As rumours swirl around about the demise of the Code for Sustainable Homes, surely now is the time for the Government to take a step back from its ill-advised insistence on forcing rainwater harvesting systems into new dwellings and instead start to incentivise the decoupling of rainwater downpipes from existing buildings.

At its core rainwater harvesting is beautifully simple. You collect rainwater from a clean surface (i.e. a hard roof), filter, store and reuse. Practiced for centuries, rainwater is still used by millions of people around the world who don’t have access to a mains water supply. And in Germany, harvesting rainwater for non-potable and non-bathing purposes is seen as eminently sensible with approximately 60,000 systems installed a year1. And yet in the UK rainwater harvesting is becoming anything but simple. So what has gone wrong?

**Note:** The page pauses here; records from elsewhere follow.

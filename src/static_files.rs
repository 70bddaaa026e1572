//! Static fallback: map a request path onto a file below the site root.

use std::ffi::OsString;
use std::fs;
use std::io;
use std::path::{Component, Path, PathBuf};

use tracing::debug;

use crate::error::ResolveError;

/// A file found for a request path.
#[derive(Debug, Clone, PartialEq, Eq)]
pub struct FileArtifact {
    pub path: PathBuf,
    /// Inferred from the extension; a default only.
    pub content_type: &'static str,
    pub bytes: Vec<u8>,
}

#[derive(Debug, Clone)]
pub struct StaticFiles {
    base_dir: PathBuf,
    index_files: Vec<String>,
}

impl StaticFiles {
    pub fn new<P: Into<PathBuf>>(base: P) -> Self {
        Self {
            base_dir: base.into(),
            index_files: vec!["index.html".to_string()],
        }
    }

    /// Documents tried, in order, when a path names a directory.
    #[must_use]
    pub fn with_index_files(mut self, names: Vec<String>) -> Self {
        self.index_files = names;
        self
    }

    #[must_use]
    pub fn root(&self) -> &Path {
        &self.base_dir
    }

    /// Decode a URL path and join it onto the root. `None` for malformed paths and for
    /// anything that would leave the root.
    fn map_path(&self, url_path: &str) -> Option<PathBuf> {
        let raw = url_path.split(['?', '#']).next().unwrap_or("");
        let decoded = urlencoding::decode(raw).ok()?;
        if decoded.contains('\0') {
            return None;
        }
        let mut pb = self.base_dir.clone();
        for comp in Path::new(decoded.trim_start_matches('/')).components() {
            match comp {
                Component::Normal(s) => pb.push(s),
                Component::CurDir => {}
                _ => return None,
            }
        }
        Some(pb)
    }

    #[must_use]
    pub fn content_type(path: &Path) -> &'static str {
        match path
            .extension()
            .and_then(|s| s.to_str())
            .unwrap_or("")
            .to_lowercase()
            .as_str()
        {
            "html" | "htm" => "text/html; charset=utf-8",
            "css" => "text/css; charset=utf-8",
            "js" | "mjs" => "application/javascript; charset=utf-8",
            "json" | "map" => "application/json",
            "txt" | "md" => "text/plain; charset=utf-8",
            "xml" => "application/xml",
            "svg" => "image/svg+xml",
            "png" => "image/png",
            "jpg" | "jpeg" => "image/jpeg",
            "gif" => "image/gif",
            "webp" => "image/webp",
            "avif" => "image/avif",
            "ico" => "image/x-icon",
            "woff" => "font/woff",
            "woff2" => "font/woff2",
            "wasm" => "application/wasm",
            "pdf" => "application/pdf",
            "mp4" => "video/mp4",
            "webm" => "video/webm",
            _ => "application/octet-stream",
        }
    }

    /// Find the file a URL path refers to.
    ///
    /// Tries, in order: the exact file; the index documents when it is a directory;
    /// `<path>.html` when the last segment has no extension.
    pub fn locate(&self, url_path: &str) -> Result<PathBuf, ResolveError> {
        let candidate = self.map_path(url_path).ok_or(ResolveError::NotFound)?;

        match probe(&candidate)? {
            Probe::File => return Ok(candidate),
            Probe::Dir => {
                for name in &self.index_files {
                    let index = candidate.join(name);
                    if let Probe::File = probe(&index)? {
                        return Ok(index);
                    }
                }
                return Err(ResolveError::NotFound);
            }
            Probe::Missing => {}
        }

        if candidate.extension().is_none() && candidate != self.base_dir {
            let mut with_html = OsString::from(candidate.as_os_str());
            with_html.push(".html");
            let with_html = PathBuf::from(with_html);
            if let Probe::File = probe(&with_html)? {
                return Ok(with_html);
            }
        }
        Err(ResolveError::NotFound)
    }

    /// Locate and read the file for a URL path.
    pub fn resolve(&self, url_path: &str) -> Result<FileArtifact, ResolveError> {
        let path = self.locate(url_path)?;
        let bytes = fs::read(&path).map_err(|source| match source.kind() {
            io::ErrorKind::NotFound => ResolveError::NotFound,
            _ => ResolveError::Read {
                path: path.clone(),
                source,
            },
        })?;
        debug!(url = url_path, file = %path.display(), size = bytes.len(), "static file resolved");
        Ok(FileArtifact {
            content_type: Self::content_type(&path),
            path,
            bytes,
        })
    }
}

enum Probe {
    File,
    Dir,
    Missing,
}

fn probe(path: &Path) -> Result<Probe, ResolveError> {
    match fs::metadata(path) {
        Ok(meta) if meta.is_file() => Ok(Probe::File),
        Ok(meta) if meta.is_dir() => Ok(Probe::Dir),
        Ok(_) => Ok(Probe::Missing),
        Err(e)
            if matches!(
                e.kind(),
                io::ErrorKind::NotFound | io::ErrorKind::NotADirectory
            ) =>
        {
            Ok(Probe::Missing)
        }
        Err(source) => Err(ResolveError::Read {
            path: path.to_path_buf(),
            source,
        }),
    }
}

Code requirement for rainwater harvesting and SuDS

The original idea of the Code was that rainwater harvesting or greywater recycling would be required in homes built to Levels 5 and 6. In the absence of grants this would support the growth of a fledging industry and result in a gradual build-up of the required expertise. Another key requirement of the Code is that any surface water run-off from a new development that is greater than from the original site must be disposed of on site. It is a bold attempt to drive forward the implementation of SuDS solutions on new developments, protect receiving waters from pollution, minimise the risk of flooding and prevent other environmental damage in watercourses. If it is not possible to dispose of all the surface water run-off on site then attenuated flow into the sewers becomes allowable. However, full justification for attenuation as a first option must be provided and (crucially) rainwater harvesting for use back in buildings is classified as a SuDS solution.

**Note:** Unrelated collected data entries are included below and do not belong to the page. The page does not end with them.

//! # CLI Module
//!
//! Command-line front end for the preview server.
//!
//! ## Commands
//!
//! ### `serve`
//!
//! Serve a directory until interrupted:
//!
//! ```bash
//! livepreview serve _site --port 8080 --watch
//! ```
//!
//! Options:
//! - `[DIR]` - Site directory (default: `.`)
//! - `--port <PORT>` - First port to try; `0` picks any free port (default: 8080)
//! - `--retries <N>` - How many following ports to try when the port is taken
//! - `--watch` - Reload browsers when files below `DIR` change
//! - `--inject-base-url` - Publish the base URL in `LIVEPREVIEW_SERVER_BASEURL`
//! - `--no-live-reload` - Serve files untouched
//! - `--config <FILE>` - TOML configuration file
//! - `--log-level <LEVEL>` - trace, debug, info, warn or error
//!
//! Settings are layered: defaults, then the config file, then `LIVEPREVIEW_*`
//! environment variables, then command-line flags.
//!
//! ## Usage from Code
//!
//! ```rust,ignore
//! use livepreview::cli::{run_cli, Cli};
//! use clap::Parser;
//!
//! run_cli(Cli::parse())?;
//! ```

mod commands;

#[cfg(test)]
mod tests;

pub use commands::{build_config, run_cli, Cli, Commands, ServeArgs};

Therefore, unless the new development is an urban infill site or on industrial land, post development run-off will always be greater. And, when ground conditions preclude the use of infiltration techniques, rainwater harvesting becomes the only possible SuDS solution and must be installed. But what we are doing here is mixing two different types of stormwater run-off. SUDS are designed to attenuate, treat and dispose of all surface water from a site. Rainwater harvesting is designed to collect rainwater falling on hard roof surfaces. The Code, as it stands, leads to rainwater being collected from all surfaces, including paved areas and green roofs, resulting in collected water of dubious quality.

As a consequence, highly engineered filters or complicated cleaning regimes are specified. The Hydro filter is a case in point. It is very efficient at filtering out nutrients within rainwater and was originally designed to be installed between road gullies and local receiving waters to prevent nutrient run-off into these waters. It is an excellent highways solution, but the filters are expensive, harder to maintain than standard filters and are over-specified when used to filter run-off from green roofs. I have heard of a site where ozonisation is being considered because the current stored rainwater is so contaminated and I have also heard Housing Association managers say that the rainwater harvesting systems that are installed to meet the Code are disabled virtually on handover due to the high cost of maintaining them.

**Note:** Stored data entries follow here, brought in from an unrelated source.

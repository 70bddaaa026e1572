//! Listen-socket lifecycle for one serving session.
//!
//! ```text
//!   Unbound ──bind_with──▶ Binding{candidate, attempt}
//!                              │   ▲
//!                              │   └── AddrInUse: candidate + 1
//!                              ▼
//!              Bound(port) │ Failed(err)
//!                   │
//!                 close ──▶ Closed   (from any state)
//! ```
//!
//! Waiters in [`PortBinder::port`] sleep on a `may` condvar, so they park a coroutine
//! or a thread alike, and only wake on a final state.

use may::sync::{Condvar, Mutex, MutexGuard};
use std::fmt;
use std::io;
use std::net::{IpAddr, SocketAddr, TcpListener};
use std::time::{Duration, Instant};
use tracing::{debug, info};

use crate::error::ServeError;

/// An open listener, released by running its stop action.
pub struct Listening {
    stop: Option<Box<dyn FnOnce() + Send>>,
}

impl Listening {
    pub fn new(stop: impl FnOnce() + Send + 'static) -> Self {
        Self {
            stop: Some(Box::new(stop)),
        }
    }

    fn release(mut self) {
        if let Some(stop) = self.stop.take() {
            stop();
        }
    }
}

impl fmt::Debug for Listening {
    fn fmt(&self, f: &mut fmt::Formatter<'_>) -> fmt::Result {
        f.debug_struct("Listening")
            .field("open", &self.stop.is_some())
            .finish()
    }
}

/// Where a session is in its bind sequence.
#[derive(Debug, Clone, PartialEq, Eq)]
pub enum BindState {
    Unbound,
    Binding { candidate: u16, attempt: u32 },
    Bound(u16),
    Failed(ServeError),
    Closed,
}

impl BindState {
    fn is_final(&self) -> bool {
        !matches!(self, BindState::Unbound | BindState::Binding { .. })
    }

    fn outcome(&self) -> Option<Result<u16, ServeError>> {
        match self {
            BindState::Bound(port) => Some(Ok(*port)),
            BindState::Failed(err) => Some(Err(err.clone())),
            BindState::Closed => Some(Err(ServeError::Closed)),
            BindState::Unbound | BindState::Binding { .. } => None,
        }
    }
}

#[derive(Debug)]
struct Slot {
    state: BindState,
    listener: Option<Listening>,
}

/// Bind/retry state machine plus the listener it produced.
pub struct PortBinder {
    slot: Mutex<Slot>,
    settled: Condvar,
}

impl fmt::Debug for PortBinder {
    fn fmt(&self, f: &mut fmt::Formatter<'_>) -> fmt::Result {
        f.debug_struct("PortBinder")
            .field("state", &self.state())
            .finish()
    }
}

impl Default for PortBinder {
    fn default() -> Self {
        Self::new()
    }
}

impl PortBinder {
    #[must_use]
    pub fn new() -> Self {
        Self {
            slot: Mutex::new(Slot {
                state: BindState::Unbound,
                listener: None,
            }),
            settled: Condvar::new(),
        }
    }

    fn lock(&self) -> MutexGuard<'_, Slot> {
        match self.slot.lock() {
            Ok(guard) => guard,
            Err(poisoned) => poisoned.into_inner(),
        }
    }

    #[must_use]
    pub fn state(&self) -> BindState {
        self.lock().state.clone()
    }

    /// Run the bind sequence starting at `initial`.
    ///
    /// `open` is asked for one candidate port at a time. An `AddrInUse` failure moves on
    /// to the next port, at most `retry_limit` times; any other failure is final.
    /// `on_bound` runs with the chosen port before `port()` waiters are released.
    pub fn bind_with<O, B>(
        &self,
        initial: u16,
        retry_limit: u32,
        mut open: O,
        on_bound: B,
    ) -> Result<u16, ServeError>
    where
        O: FnMut(u16) -> io::Result<Listening>,
        B: FnOnce(u16),
    {
        match self.lock().state {
            BindState::Unbound => {}
            BindState::Closed => return Err(ServeError::Closed),
            _ => return Err(ServeError::AlreadyServing),
        }

        let mut on_bound = Some(on_bound);
        let mut attempt: u32 = 0;
        loop {
            let Ok(candidate) = u16::try_from(u32::from(initial) + attempt) else {
                return self.fail(ServeError::PortExhausted {
                    first: initial,
                    last: u16::MAX,
                    attempts: attempt,
                });
            };

            {
                let mut slot = self.lock();
                if slot.state == BindState::Closed {
                    return Err(ServeError::Closed);
                }
                slot.state = BindState::Binding { candidate, attempt };
            }

            match open(candidate) {
                Ok(listening) => {
                    let mut slot = self.lock();
                    if slot.state == BindState::Closed {
                        drop(slot);
                        debug!(port = candidate, "bound after close; releasing listener");
                        listening.release();
                        return Err(ServeError::Closed);
                    }
                    if let Some(on_bound) = on_bound.take() {
                        on_bound(candidate);
                    }
                    slot.state = BindState::Bound(candidate);
                    slot.listener = Some(listening);
                    drop(slot);
                    self.settled.notify_all();
                    info!(port = candidate, attempts = attempt + 1, "listener bound");
                    return Ok(candidate);
                }
                Err(e) if e.kind() == io::ErrorKind::AddrInUse => {
                    debug!(port = candidate, attempt, "port in use");
                    if attempt >= retry_limit {
                        return self.fail(ServeError::PortExhausted {
                            first: initial,
                            last: candidate,
                            attempts: attempt + 1,
                        });
                    }
                    attempt += 1;
                }
                Err(e) => return self.fail(ServeError::bind(candidate, &e)),
            }
        }
    }

    pub(crate) fn fail(&self, err: ServeError) -> Result<u16, ServeError> {
        let mut slot = self.lock();
        if slot.state == BindState::Closed {
            return Err(ServeError::Closed);
        }
        slot.state = BindState::Failed(err.clone());
        drop(slot);
        self.settled.notify_all();
        Err(err)
    }

    /// Wait for the bind sequence to settle.
    pub fn port(&self) -> Result<u16, ServeError> {
        let mut slot = self.lock();
        while !slot.state.is_final() {
            slot = match self.settled.wait(slot) {
                Ok(guard) => guard,
                Err(poisoned) => poisoned.into_inner(),
            };
        }
        slot.state.outcome().unwrap_or(Err(ServeError::Closed))
    }

    /// [`port`](Self::port), giving up with [`ServeError::Timeout`] after `timeout`.
    pub fn port_timeout(&self, timeout: Duration) -> Result<u16, ServeError> {
        let deadline = Instant::now() + timeout;
        let mut slot = self.lock();
        while !slot.state.is_final() {
            let remaining = deadline.saturating_duration_since(Instant::now());
            if remaining.is_zero() {
                return Err(ServeError::Timeout);
            }
            slot = match self.settled.wait_timeout(slot, remaining) {
                Ok((guard, _)) => guard,
                Err(poisoned) => poisoned.into_inner().0,
            };
        }
        slot.state.outcome().unwrap_or(Err(ServeError::Closed))
    }

    /// Release the listener and wake every waiter. Returns `false` if already closed.
    pub fn close(&self) -> bool {
        let mut slot = self.lock();
        if slot.state == BindState::Closed {
            return false;
        }
        slot.state = BindState::Closed;
        let listener = slot.listener.take();
        drop(slot);
        self.settled.notify_all();
        if let Some(listener) = listener {
            listener.release();
        }
        true
    }
}

/// Ask the OS for a free port on `addr` through a throwaway socket.
pub fn probe_free_port(addr: IpAddr) -> io::Result<u16> {
    let probe = TcpListener::bind(SocketAddr::new(addr, 0))?;
    Ok(probe.local_addr()?.port())
}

Of course there are good examples of rainwater harvesting systems, that collect from hard roofs, are well installed, properly commissioned and with a suitable maintenance regime in place. But most householders will save more water by reducing their shower by five minutes a day than from a rainwater harvesting system installed in a house with a 50m2footprint (the size of most new build homes). 2

Simpler SuDS and rainwater harvesting where it makes sense

Of course disposing 100% of rainwater on site when ground conditions allow should be the ultimate aim. It can be done in a variety of ways; rain gardens, natural ponds, tree pits, rainwater for use on allotments are all low cost to implement and simple to maintain (though not maintenance free). Soakaways using crate systems under car parks and paved areas can take advantage of the natural permeability of the ground even on clay sites.

BREEAM can continue to incentivise rainwater harvesting in non domestic buildings. Gardens with space for vegetable plots (surprisingly rare in most new developments) should require “super butts” of 500 litres storage. And lawns over a certain size (I’m thinking large lawns here) should require sub-surface irrigation systems fed from rainwater. Self builders could be incentivised to install well designed rainwater harvesting systems with high quality components, providing the need for maintenance is clearly spelt out and the water savings not overstated.

Dealing with stormwater run-off is vitally important and from existing buildings not just new build. Let’s decouple all our buildings from the stormwater stream to provide extra capacity in sewers, to reduce the incidents of surcharging of drains and localised flooding incidents and to limit sewage spills through CSOs. Let’s engender smarter thinking and smarter design that understands that small (and simple) is often best. Please let’s stop installing over-engineered rainwater harvesting systems into homes that within a few years of being installed are no longer in use; instead let’s harness the rain to water flowers, not to flush WCs.


  1. “60,000–80,000 compared to 4,000 in the UK”. Lutz Johnen. Chair of UKRHA. Email correspondence Feb 10th 2013
  2. 50m plan roof area in most new social housing, (less if flats). 750 x 0.9 x 0.9 x 50 = 30,000 litres/year = 83 litres/day. = 21 litres per person (4 person occupancy). Reduce shower time by 3 minutes in a shower with a flow rate of 7 litres/minute = 21 litres.